With regard to working capital adjustment, the DRP held as under;
It is submitted that the assessee had made working capital adjustment in the TP study. Before the TPO also it was submitted that the working capital adjustment should be granted. The ld.TPO has rejected the working capital adjustment on the ground that claim of huge adjustment on account of working capital adjustment is not allowable as such adjustment indicates that profit margin is decided more due to financial activities and not due to operating business activity. It is also submitted that working capital adjustment should be granted working capital adjustment is in attempt to iron out the difference in time value of money between the tested party and comparable, since the difference will be reflected in profits.

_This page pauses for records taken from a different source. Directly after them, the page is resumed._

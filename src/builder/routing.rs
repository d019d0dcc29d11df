//! Single-commodity network routing.
//!
//! Routes `demand` units from the unique source to the unique sink at
//! minimum cost, latency, or a weighted blend of both.
//!
//! # Formulation
//!
//! ```text
//! flow[e] ∈ [0, cap[e]],  used[e] ∈ {0, 1}
//! source:        Σ out − Σ in = demand
//! sink:          Σ in − Σ out = demand
//! intermediate:  Σ in = Σ out
//! flow[e] ≤ cap[e] · used[e]
//! flow[e] ≤ ρ · demand        (reliability, optional)
//! flow[e] ≤ β · cap[e]        (load balance, optional)
//! ```
//!
//! The reliability cap is a heuristic that pushes flow onto more than one
//! route. It does not guarantee disjoint paths.
//!
//! # Reference
//! Ahuja, Magnanti & Orlin (1993), "Network Flows", Ch. 9 (Minimum Cost Flows)

use log::debug;
use serde::{Deserialize, Serialize};
use std::time::Duration;

use super::{net_outflow, no_solution_message};
use crate::error::ModelError;
use crate::interpret::{diagnose, reconstruct_paths, FlowKpi, FlowPath, PathStrategy, DEFAULT_PATH_LIMIT};
use crate::lp::{self, Direction, LinearExpr, LpModel, ModelStatistics, Relation, Solution, SolveOptions, Solver, SolverStatus, VarId, VarKind};
use crate::models::{ConstraintCategory, ConstraintTag, EdgeFlow, FlowNetwork, NodeRole};
use crate::objective::{linear_sum, WeightedObjective};
use crate::validation::{validate_network, NetworkShape};

/// Fraction of total demand a single edge may carry under the reliability policy.
pub const DEFAULT_RELIABILITY_FRACTION: f64 = 0.8;
/// Fraction of capacity an edge may use under the load-balancing policy.
pub const DEFAULT_BALANCE_FRACTION: f64 = 0.7;

/// What the routing minimizes.
#[derive(Debug, Clone, Copy, PartialEq, Default, Serialize, Deserialize)]
#[serde(rename_all = "snake_case")]
pub enum ObjectiveKind {
    /// Σ cost · flow.
    #[default]
    Cost,
    /// Σ latency · flow.
    Latency,
    /// Cost plus normalized latency.
    Weighted(WeightedObjective),
}

/// Routing configuration.
#[derive(Debug, Clone, Copy, PartialEq, Serialize, Deserialize)]
#[serde(default)]
pub struct RoutingOptions {
    pub objective: ObjectiveKind,
    /// Per-edge cap as a fraction of demand. `None` disables the policy.
    pub reliability: Option<f64>,
    /// Per-edge cap as a fraction of capacity. `None` disables the policy.
    pub balance: Option<f64>,
    pub path_strategy: PathStrategy,
    /// Maximum number of reported paths.
    pub path_limit: usize,
}

impl Default for RoutingOptions {
    fn default() -> Self {
        Self {
            objective: ObjectiveKind::Cost,
            reliability: None,
            balance: None,
            path_strategy: PathStrategy::DepthFirst,
            path_limit: DEFAULT_PATH_LIMIT,
        }
    }
}

impl RoutingOptions {
    /// Sets the objective.
    pub fn with_objective(mut self, objective: ObjectiveKind) -> Self {
        self.objective = objective;
        self
    }

    /// Enables the reliability cap at `fraction` of demand.
    pub fn with_reliability(mut self, fraction: f64) -> Self {
        self.reliability = Some(fraction);
        self
    }

    /// Enables the load-balancing cap at `fraction` of capacity.
    pub fn with_balance(mut self, fraction: f64) -> Self {
        self.balance = Some(fraction);
        self
    }

    /// Sets the path reconstruction strategy.
    pub fn with_path_strategy(mut self, strategy: PathStrategy) -> Self {
        self.path_strategy = strategy;
        self
    }

    /// Sets the number of reported paths.
    pub fn with_path_limit(mut self, limit: usize) -> Self {
        self.path_limit = limit;
        self
    }
}

fn check_fraction(name: &'static str, value: Option<f64>) -> Result<(), ModelError> {
    match value {
        Some(f) if !(f > 0.0 && f <= 1.0) => Err(ModelError::InvalidParameter {
            name,
            reason: format!("must lie in (0, 1], got {f}"),
        }),
        _ => Ok(()),
    }
}

/// Routing result.
#[derive(Debug, Clone, PartialEq, Serialize, Deserialize)]
pub struct RoutingPlan {
    pub status: SolverStatus,
    /// Set when there is no assignment.
    pub message: Option<String>,
    pub objective_value: Option<f64>,
    /// Per-edge flows in edge order; empty without an assignment.
    pub flows: Vec<EdgeFlow>,
    pub metrics: Option<FlowKpi>,
    /// Main paths, at most `path_limit`.
    pub paths: Vec<FlowPath>,
    pub statistics: ModelStatistics,
    pub solve_time: Duration,
    /// Explanations of an infeasible witness.
    pub diagnostics: Vec<String>,
}

/// A built routing model and its variable handles.
#[derive(Debug, Clone)]
pub struct RoutingModel {
    pub model: LpModel,
    /// Flow variable per edge.
    pub flow: Vec<VarId>,
    /// "Used" indicator per edge.
    pub used: Vec<VarId>,
    source: String,
    sink: String,
    demand: f64,
}

impl RoutingModel {
    /// Reads a solution of this model back into a plan.
    pub fn interpret(&self, network: &FlowNetwork, solution: &Solution, options: &RoutingOptions) -> RoutingPlan {
        let mut plan = RoutingPlan {
            status: solution.status,
            message: no_solution_message(solution.status, "check capacities and demand."),
            objective_value: solution.objective_value,
            flows: Vec::new(),
            metrics: None,
            paths: Vec::new(),
            statistics: self.model.statistics(),
            solve_time: solution.solve_time,
            diagnostics: diagnose::explain(&self.model, solution),
        };
        if !solution.has_assignment() {
            return plan;
        }

        let values: Vec<f64> = self.flow.iter().map(|&v| solution.value(v)).collect();
        plan.flows = network
            .edges
            .iter()
            .zip(&values)
            .zip(&self.used)
            .map(|((edge, &flow), &used)| EdgeFlow {
                from: edge.from.clone(),
                to: edge.to.clone(),
                flow,
                used: solution.is_set(used),
            })
            .collect();
        plan.metrics = Some(FlowKpi::calculate(network, &values, self.demand));
        plan.paths = reconstruct_paths(
            network,
            &values,
            &self.source,
            &self.sink,
            self.demand,
            options.path_strategy,
            options.path_limit,
        );
        plan
    }
}

/// Builds routing models.
///
/// # Example
/// ```
/// use u_milp::builder::RoutingBuilder;
/// use u_milp::lp::{MicroLpSolver, SolveOptions, SolverStatus};
/// use u_milp::models::FlowNetwork;
///
/// let network = FlowNetwork::numbered(3, &[(0, 1, 10.0, 2.0, 1.0), (1, 2, 5.0, 3.0, 1.0)]);
/// let plan = RoutingBuilder::new(&network, 5.0)
///     .solve(&MicroLpSolver::new(), &SolveOptions::new())
///     .unwrap();
/// assert_eq!(plan.status, SolverStatus::Optimal);
/// assert_eq!(plan.paths[0].to_string(), "0 → 1 → 2 | flow 5.00");
/// ```
pub struct RoutingBuilder<'a> {
    network: &'a FlowNetwork,
    demand: f64,
    options: RoutingOptions,
}

impl<'a> RoutingBuilder<'a> {
    /// Creates a builder routing `demand` units.
    pub fn new(network: &'a FlowNetwork, demand: f64) -> Self {
        Self {
            network,
            demand,
            options: RoutingOptions::default(),
        }
    }

    /// Sets the options.
    pub fn with_options(mut self, options: RoutingOptions) -> Self {
        self.options = options;
        self
    }

    /// Builds the model.
    pub fn build(&self) -> Result<RoutingModel, ModelError> {
        validate_network(self.network, NetworkShape::SingleCommodity).map_err(ModelError::InvalidInput)?;
        if !self.demand.is_finite() || self.demand < 0.0 {
            return Err(ModelError::InvalidParameter {
                name: "demand",
                reason: format!("must be finite and non-negative, got {}", self.demand),
            });
        }
        check_fraction("reliability", self.options.reliability)?;
        check_fraction("balance", self.options.balance)?;

        let network = self.network;
        let terminal = |role: NodeRole| {
            network
                .nodes_with_role(role)
                .next()
                .map(|n| n.id.clone())
                .unwrap_or_default()
        };
        let source = terminal(NodeRole::Source);
        let sink = terminal(NodeRole::Sink);

        let mut model = LpModel::new("network_routing");
        let flow = network
            .edges
            .iter()
            .map(|e| model.declare_variable(VarKind::Continuous, 0.0, e.capacity, format!("flow_{}_{}", e.from, e.to)))
            .collect::<Result<Vec<_>, _>>()?;
        let used = network
            .edges
            .iter()
            .map(|e| model.declare_variable(VarKind::Binary, 0.0, 1.0, format!("used_{}_{}", e.from, e.to)))
            .collect::<Result<Vec<_>, _>>()?;

        for node in &network.nodes {
            let net = net_outflow(network, &flow, &node.id);
            match node.role {
                NodeRole::Source => model.add_linear_constraint(
                    net,
                    Relation::Eq,
                    self.demand,
                    ConstraintTag::single(ConstraintCategory::SourceBalance, &node.id),
                )?,
                NodeRole::Sink => model.add_linear_constraint(
                    -net,
                    Relation::Eq,
                    self.demand,
                    ConstraintTag::single(ConstraintCategory::SinkBalance, &node.id),
                )?,
                NodeRole::Intermediate => model.add_linear_constraint(
                    net,
                    Relation::Eq,
                    0.0,
                    ConstraintTag::single(ConstraintCategory::FlowBalance, &node.id),
                )?,
            };
        }

        for (i, e) in network.edges.iter().enumerate() {
            model.add_linear_constraint(
                LinearExpr::from(flow[i]).with_term(used[i], -e.capacity),
                Relation::Le,
                0.0,
                ConstraintTag::edge(ConstraintCategory::LinkActivation, &e.from, &e.to),
            )?;
        }

        if let Some(fraction) = self.options.reliability {
            for (i, e) in network.edges.iter().enumerate() {
                model.add_linear_constraint(
                    LinearExpr::from(flow[i]),
                    Relation::Le,
                    fraction * self.demand,
                    ConstraintTag::edge(ConstraintCategory::Reliability, &e.from, &e.to),
                )?;
            }
        }

        if let Some(fraction) = self.options.balance {
            for (i, e) in network.edges.iter().enumerate() {
                model.add_linear_constraint(
                    LinearExpr::from(flow[i]),
                    Relation::Le,
                    fraction * e.capacity,
                    ConstraintTag::edge(ConstraintCategory::LoadBalance, &e.from, &e.to),
                )?;
            }
        }

        let cost = linear_sum(flow.iter().zip(&network.edges).map(|(&v, e)| (v, e.cost)));
        let latency = linear_sum(flow.iter().zip(&network.edges).map(|(&v, e)| (v, e.time)));
        let objective = match self.options.objective {
            ObjectiveKind::Cost => cost,
            ObjectiveKind::Latency => latency,
            ObjectiveKind::Weighted(weights) => weights.compose(cost, latency)?,
        };
        model.set_objective(objective, Direction::Minimize)?;

        let stats = model.statistics();
        debug!(
            "routing model: {} nodes, {} edges -> {} vars, {} constraints",
            network.nodes.len(),
            network.edges.len(),
            stats.num_variables,
            stats.num_constraints
        );

        Ok(RoutingModel {
            model,
            flow,
            used,
            source,
            sink,
            demand: self.demand,
        })
    }

    /// Builds, solves and interprets.
    pub fn solve<S: Solver + ?Sized>(&self, solver: &S, options: &SolveOptions) -> Result<RoutingPlan, ModelError> {
        let built = self.build()?;
        let solution = lp::solve(&built.model, solver, options);
        Ok(built.interpret(self.network, &solution, &self.options))
    }
}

The underlying reasoning is that; a. A company will need funding to cover the time gap between the time it invests money (i.e pays money to suppliers) and the time it collects the investments (i.e collects money from customer). b. This time gap is calculated as the period needed to sell inventories to customers + the period needed to collect money from customers –the time period granted to pay debts to supplier.

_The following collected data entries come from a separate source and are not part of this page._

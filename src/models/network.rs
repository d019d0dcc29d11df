//! Flow network model.
//!
//! A directed network of named nodes and capacitated edges, shared by the
//! routing and evacuation formulations.
//!
//! # Reference
//! Ahuja, Magnanti & Orlin (1993), "Network Flows", Ch. 1

use petgraph::graph::{DiGraph, NodeIndex};
use serde::{Deserialize, Serialize};
use std::collections::HashMap;

/// Role of a node in a flow instance.
#[derive(Debug, Clone, Copy, PartialEq, Eq, Serialize, Deserialize)]
pub enum NodeRole {
    /// Injects flow (routing origin, evacuation zone).
    Source,
    /// Absorbs flow (routing destination, exit).
    Sink,
    /// Transit node; conserves flow.
    Intermediate,
}

/// A network node.
#[derive(Debug, Clone, PartialEq, Serialize, Deserialize)]
pub struct Node {
    /// Unique node identifier.
    pub id: String,
    /// Role in the instance.
    pub role: NodeRole,
    /// Units available at a source (evacuation headcount). Zero elsewhere.
    pub supply: f64,
}

impl Node {
    /// Creates a source with the given supply.
    pub fn source(id: impl Into<String>, supply: f64) -> Self {
        Self {
            id: id.into(),
            role: NodeRole::Source,
            supply,
        }
    }

    /// Creates a sink.
    pub fn sink(id: impl Into<String>) -> Self {
        Self {
            id: id.into(),
            role: NodeRole::Sink,
            supply: 0.0,
        }
    }

    /// Creates an intermediate node.
    pub fn intermediate(id: impl Into<String>) -> Self {
        Self {
            id: id.into(),
            role: NodeRole::Intermediate,
            supply: 0.0,
        }
    }
}

/// A directed, capacitated edge.
#[derive(Debug, Clone, PartialEq, Serialize, Deserialize)]
pub struct Edge {
    /// Tail node id.
    pub from: String,
    /// Head node id.
    pub to: String,
    /// Maximum flow.
    pub capacity: f64,
    /// Cost per unit of flow.
    pub cost: f64,
    /// Latency (routing) or traversal time (evacuation). Zero when unused.
    pub time: f64,
}

impl Edge {
    /// Creates an edge with zero cost and time.
    pub fn new(from: impl Into<String>, to: impl Into<String>, capacity: f64) -> Self {
        Self {
            from: from.into(),
            to: to.into(),
            capacity,
            cost: 0.0,
            time: 0.0,
        }
    }

    /// Sets the unit cost.
    pub fn with_cost(mut self, cost: f64) -> Self {
        self.cost = cost;
        self
    }

    /// Sets the latency / traversal time.
    pub fn with_time(mut self, time: f64) -> Self {
        self.time = time;
        self
    }
}

/// A flow network.
///
/// Edge order is significant: models, metrics and path enumeration
/// iterate edges in the order they were added.
#[derive(Debug, Clone, Default, PartialEq, Serialize, Deserialize)]
pub struct FlowNetwork {
    pub nodes: Vec<Node>,
    pub edges: Vec<Edge>,
}

impl FlowNetwork {
    /// Creates an empty network.
    pub fn new() -> Self {
        Self::default()
    }

    /// Network over nodes `0..num_nodes` with source `0` and sink
    /// `num_nodes - 1`.
    ///
    /// Edges are `(from, to, capacity, cost, latency)` tuples.
    pub fn numbered(num_nodes: usize, edges: &[(usize, usize, f64, f64, f64)]) -> Self {
        let last = num_nodes.saturating_sub(1);
        let nodes = (0..num_nodes)
            .map(|n| match n {
                0 => Node::source("0", 0.0),
                n if n == last => Node::sink(n.to_string()),
                n => Node::intermediate(n.to_string()),
            })
            .collect();
        let edges = edges
            .iter()
            .map(|&(from, to, capacity, cost, time)| {
                Edge::new(from.to_string(), to.to_string(), capacity)
                    .with_cost(cost)
                    .with_time(time)
            })
            .collect();
        Self { nodes, edges }
    }

    /// Adds a node.
    pub fn with_node(mut self, node: Node) -> Self {
        self.nodes.push(node);
        self
    }

    /// Adds an edge.
    pub fn with_edge(mut self, edge: Edge) -> Self {
        self.edges.push(edge);
        self
    }

    /// Looks up a node.
    pub fn node(&self, id: &str) -> Option<&Node> {
        self.nodes.iter().find(|n| n.id == id)
    }

    /// Nodes with the given role, in declaration order.
    pub fn nodes_with_role(&self, role: NodeRole) -> impl Iterator<Item = &Node> {
        self.nodes.iter().filter(move |n| n.role == role)
    }

    /// Indices of edges leaving `id`, in edge order.
    pub fn outgoing(&self, id: &str) -> Vec<usize> {
        self.edges
            .iter()
            .enumerate()
            .filter(|(_, e)| e.from == id)
            .map(|(i, _)| i)
            .collect()
    }

    /// Indices of edges entering `id`, in edge order.
    pub fn incoming(&self, id: &str) -> Vec<usize> {
        self.edges
            .iter()
            .enumerate()
            .filter(|(_, e)| e.to == id)
            .map(|(i, _)| i)
            .collect()
    }

    /// Sum of source supplies.
    pub fn total_supply(&self) -> f64 {
        self.nodes_with_role(NodeRole::Source).map(|n| n.supply).sum()
    }

    /// Sum of edge capacities.
    pub fn total_capacity(&self) -> f64 {
        self.edges.iter().map(|e| e.capacity).sum()
    }

    /// Graph view: node weights are node ids, edge weights are indices
    /// into [`FlowNetwork::edges`].
    ///
    /// Edges whose endpoints are not declared nodes are skipped; validate
    /// the network first.
    pub fn graph(&self) -> (DiGraph<String, usize>, HashMap<String, NodeIndex>) {
        let mut graph = DiGraph::with_capacity(self.nodes.len(), self.edges.len());
        let mut index = HashMap::with_capacity(self.nodes.len());
        for node in &self.nodes {
            let ix = graph.add_node(node.id.clone());
            index.insert(node.id.clone(), ix);
        }
        for (i, edge) in self.edges.iter().enumerate() {
            if let (Some(&a), Some(&b)) = (index.get(&edge.from), index.get(&edge.to)) {
                graph.add_edge(a, b, i);
            }
        }
        (graph, index)
    }
}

Since assessee is a captive manufacturer selling products to its AE. The payment cycle in the case of assessee is shorter as against a considerable time lag in the case of comparable. Comparable company has a considerable working capital loan whereas the taxpayer has no working capital loan. It means that either the assessee uses its internal accruals for financing the working capital requirement which otherwise would have been invested and received income there from and/or has received advances from its customers to finance the working capital. In contrary, the comparable financed its working capital requirements by way of borrowing from financial institutions. If an appropriate adjustment is not done for this difference in the financials of the assessee and comparable company the determination of ALP would give absurd results. It is further submitted by the learned DR that the working capital materially affects the amount of net profit margin in the open market and same should be adjusted for. In this regard, the assessee has drawn your honour’s attention to guidance note on report u/s 92E of the IT Act, 1961 wherein it is observed as follows; “6.30 Rule 10B(e)(iii) requires that transaction level and enterprise level differences should be adjusted if such differences materially affect the amount of net profit margin”. To support the objection, the assessee relied on the decision of the Delhi Tribunal in the case of Mentor Graphics (Noida) Pvt.Ltd Vs DCIT 109 ITD 101 and following other judicial pronouncements;
- Philips Software Centre (P) Ltd., Vs DCIT (2008) 26 SOT 226 (Bag) - Demag Cranes & Components (Ind) Pvt.Ltd Vs DCIT (2012) 17 Taxman.com 190(Pune). - Emerson Process Management (ind.) Pvt.Ltd Vs DCIT (2011) 13 Taxmann.com 149(Mum.) - Acts Advisers Pvt.Ltd.,Vs DCIT TS -688 ITAT- 2012(Del.)TP “Having heard the objections and perusal of the judicial pronouncements on which the reliance has been placed by the assessee are of the view that the working capital adjustment needs to be allowed. The AO is accordingly, directed to allow the working capital adjustment”.
We are of the considered opinion, that DRP has passed the order on the reasonable grounds, while considering the facts and circumstances of the case in its proper perspective and the learned DR failed to demonstrate any material to establish that the order of the DRP is illogical, unreasonable and opposed to law and acts of the case. Hence, the appeal filed by the revenue stands dismissed.
C.O.No.90(Bang)/2015(AY : 2010-11)
The learned counsel for the assessee fairly submitted that the cross objection is only an academic exercise and needs no emphasize. In the aforesaid facts and circumstances the C.O filed by the assessee is disposed off as withdrawn.
In the result, the appeal of the revenue is dismissed whereas the cross objection of the assessee stands disposed of.
Order pronounced in the open Court on 18th March, 2016.